Dopo il primo bombardamento su Reggio Emilia, il 17 luglio 1943, Nilde e la madre decidono di rifugiarsi vicino ai parenti, a Cavriago.

Comincia a partecipare alle attività dei Gruppi di Difesa della Donna, nati a Milano e a Torino nel novembre del 43 su iniziativa del Pci, in un clima sempre più teso e drammatico: in dicembre vengono fucilati i fratelli Cervi, nel gennaio del 44 i bombardamenti degli Alleati radono al suolo le Officine Reggiane e la stazione ferroviaria, mietendo 266 vittime; viene assassinato don Pasquino Borghi, sacerdote reggiano figlio di contadini e attivo sostenitore della Resistenza. 

Iotti stessa racconta la sua partecipazione alla Lotta di Liberazione come un’esperienza non in prima linea, un avvicinamento graduale dettato da una forte indignazione e dalla spinta a rendersi utile, a scegliere la propria parte in un contesto in cui l’esempio dei molti partigiani uccisi, buona parte dei quali comunisti, esercitava certamente una forte influenza.
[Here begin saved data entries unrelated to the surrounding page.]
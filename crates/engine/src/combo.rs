use crate::config::ComboTable;

pub const COMBO_BONUS: f32 = 0.25;
const COMBO_MINIFIER_LOG: f32 = 1.25;

/// Apply the combo bonus for a streak of `combo` to `damage`.
pub fn apply_combo(damage: f32, combo: i16, table: ComboTable) -> f32 {
    if combo <= 0 {
        return damage;
    }

    if table == ComboTable::Multiplier {
        let multiplied = damage * (1.0 + COMBO_BONUS * combo as f32);
        if combo > 1 {
            (combo as f32 * COMBO_MINIFIER_LOG).ln_1p().max(multiplied)
        } else {
            multiplied
        }
    } else {
        let values = table.table();
        match values.len() {
            0 => damage,
            len => damage + values[(combo as usize - 1).min(len - 1)] as f32,
        }
    }
}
In questo processo di acquisizione di una coscienza politica, il discorso di Togliatti dell’aprile 1944, passato alla storia come la Svolta di Salerno, rappresenta uno spartiacque. 

L’8 marzo del 1945, per la prima volta dall’avvento del fascismo, viene celebrato da tremila donne che invadono le strade della provincia, protestando per la penuria di generi di prima necessità. Il 13 aprile, prova generale di insurrezione nella provincia reggiana, di nuovo migliaia di donne e studenti scendono in piazza e rafforzano il segnale inequivocabile che il nemico nazi-fascista è isolato.

Il 21 agosto del 1945 Nilde Iotti firma il suo primo articolo per “Noi Donne”, organo dell’Unione Donne Italiane: La vittoria più grande. In quel medesimo giorno il prefetto Pellizzi, in seguito a una protesta di donne sotto le finestre del suo palazzo, decide di procedere alla nomina dei rappresentanti dei partiti in seno alla struttura dell’ex-Sepral (Sezione provinciale dell’alimentazione). Questi decidono subito di includere rappresentanti del movimento femminile, sicché l’Udi indica Nilde Iotti e il Cif (Centro italiano femminile, l’organizzazione delle donne cattoliche da poco distintasi dall’Udi) designa Maria Carassiti. 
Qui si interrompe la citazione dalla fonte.